**Data to examine**

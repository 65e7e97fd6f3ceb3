// Fixed-layout decoder for the system TCP connection table
//
// The native-table backend receives an opaque byte buffer laid out as a
// 32-bit entry count followed by fixed-size rows. Decoding is explicit
// offset/width/byte-order work over the raw buffer, kept separate from the
// syscall plumbing so it can be exercised with synthetic buffers on any
// platform. Any drift from this layout yields wrong addresses rather than a
// parse error, so the field order below is load-bearing:
//
//   offset  width  field
//        0      4  connection state code (host order)
//        4      4  local address, four network-order bytes
//        8      4  local port, big-endian u16 in the low two bytes
//       12      4  remote address, four network-order bytes
//       16      4  remote port, big-endian u16 in the low two bytes
//       20      4  owning process id (host order)
//       24      4  offload state (ignored)

use crate::socket::SockAddr;
use anyhow::{Result, bail};
use std::net::{IpAddr, Ipv4Addr};

/// Size in bytes of one connection row.
pub const ROW_SIZE: usize = 28;

/// State code for an established connection in the native table.
pub const STATE_ESTABLISHED: u32 = 5;

/// One decoded row of the native connection table.
#[derive(Debug, Clone, PartialEq, Eq)]
pub struct TcpRow {
    pub state: u32,
    pub local: SockAddr,
    pub remote: SockAddr,
    pub pid: u32,
}

/// Decode the full table buffer: entry count, then `count` rows.
///
/// A buffer too small for its declared entry count is an error; trailing
/// bytes beyond the last row are tolerated (the sizing probe can over-ask).
pub fn parse_tcp_table(buf: &[u8]) -> Result<Vec<TcpRow>> {
    if buf.len() < 4 {
        bail!("tcp table buffer too small for entry count: {}", buf.len());
    }

    let count = u32::from_le_bytes([buf[0], buf[1], buf[2], buf[3]]) as usize;
    let needed = 4 + count * ROW_SIZE;
    if buf.len() < needed {
        bail!(
            "tcp table buffer truncated: {} entries need {} bytes, got {}",
            count,
            needed,
            buf.len()
        );
    }

    let mut rows = Vec::with_capacity(count);
    for i in 0..count {
        let row = &buf[4 + i * ROW_SIZE..4 + (i + 1) * ROW_SIZE];
        rows.push(decode_row(row));
    }

    Ok(rows)
}

fn decode_row(row: &[u8]) -> TcpRow {
    TcpRow {
        state: read_u32(&row[0..4]),
        local: decode_endpoint(&row[4..12]),
        remote: decode_endpoint(&row[12..20]),
        pid: read_u32(&row[20..24]),
    }
}

/// Decode an 8-byte endpoint: four raw address bytes in network order, then
/// the port as a big-endian u16 packed into the low bytes of a u32 field.
fn decode_endpoint(bytes: &[u8]) -> SockAddr {
    let ip = Ipv4Addr::new(bytes[0], bytes[1], bytes[2], bytes[3]);
    let port = u16::from_be_bytes([bytes[4], bytes[5]]);
    SockAddr::new(IpAddr::V4(ip), port)
}

fn read_u32(bytes: &[u8]) -> u32 {
    u32::from_le_bytes([bytes[0], bytes[1], bytes[2], bytes[3]])
}

#[cfg(test)]
mod tests {
    use super::*;

    fn push_row(buf: &mut Vec<u8>, state: u32, local: (Ipv4Addr, u16), remote: (Ipv4Addr, u16), pid: u32) {
        buf.extend_from_slice(&state.to_le_bytes());
        buf.extend_from_slice(&local.0.octets());
        buf.extend_from_slice(&local.1.to_be_bytes());
        buf.extend_from_slice(&[0, 0]); // high bytes of the port field
        buf.extend_from_slice(&remote.0.octets());
        buf.extend_from_slice(&remote.1.to_be_bytes());
        buf.extend_from_slice(&[0, 0]);
        buf.extend_from_slice(&pid.to_le_bytes());
        buf.extend_from_slice(&0u32.to_le_bytes()); // offload state
    }

    #[test]
    fn test_decodes_single_entry() {
        let mut buf = 1u32.to_le_bytes().to_vec();
        push_row(
            &mut buf,
            STATE_ESTABLISHED,
            (Ipv4Addr::new(10, 0, 1, 6), 58287),
            (Ipv4Addr::new(1, 2, 3, 4), 443),
            4242,
        );

        let rows = parse_tcp_table(&buf).unwrap();
        assert_eq!(rows.len(), 1);
        assert_eq!(rows[0].state, STATE_ESTABLISHED);
        assert_eq!(rows[0].local.to_string(), "10.0.1.6:58287");
        assert_eq!(rows[0].remote.to_string(), "1.2.3.4:443");
        assert_eq!(rows[0].pid, 4242);
    }

    #[test]
    fn test_decodes_multiple_entries() {
        let mut buf = 2u32.to_le_bytes().to_vec();
        push_row(
            &mut buf,
            STATE_ESTABLISHED,
            (Ipv4Addr::new(192, 168, 0, 2), 50000),
            (Ipv4Addr::new(8, 8, 8, 8), 53),
            1,
        );
        push_row(
            &mut buf,
            2, // LISTEN
            (Ipv4Addr::new(0, 0, 0, 0), 22),
            (Ipv4Addr::new(0, 0, 0, 0), 0),
            2,
        );

        let rows = parse_tcp_table(&buf).unwrap();
        assert_eq!(rows.len(), 2);
        assert_eq!(rows[1].state, 2);
        assert_eq!(rows[1].local.port, 22);
    }

    #[test]
    fn test_trailing_bytes_tolerated() {
        let mut buf = 0u32.to_le_bytes().to_vec();
        buf.extend_from_slice(&[0u8; 16]);
        assert!(parse_tcp_table(&buf).unwrap().is_empty());
    }

    #[test]
    fn test_truncated_buffer_is_an_error() {
        let mut buf = 2u32.to_le_bytes().to_vec();
        buf.extend_from_slice(&[0u8; ROW_SIZE]); // one row, two declared
        assert!(parse_tcp_table(&buf).is_err());
    }

    #[test]
    fn test_empty_buffer_is_an_error() {
        assert!(parse_tcp_table(&[1, 0]).is_err());
    }
}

**Problem description**
Copy range, inclusive: the line holding "use crate::socket::SockAddr;" to the line holding "#[derive(Debug, Clone, PartialEq, Eq)]". Reproduce exactly those lines of the records above and no others.

**Exercise response**
use crate::socket::SockAddr;
use anyhow::{Result, bail};
use std::net::{IpAddr, Ipv4Addr};

/// Size in bytes of one connection row.
pub const ROW_SIZE: usize = 28;

/// State code for an established connection in the native table.
pub const STATE_ESTABLISHED: u32 = 5;

/// One decoded row of the native connection table.
#[derive(Debug, Clone, PartialEq, Eq)]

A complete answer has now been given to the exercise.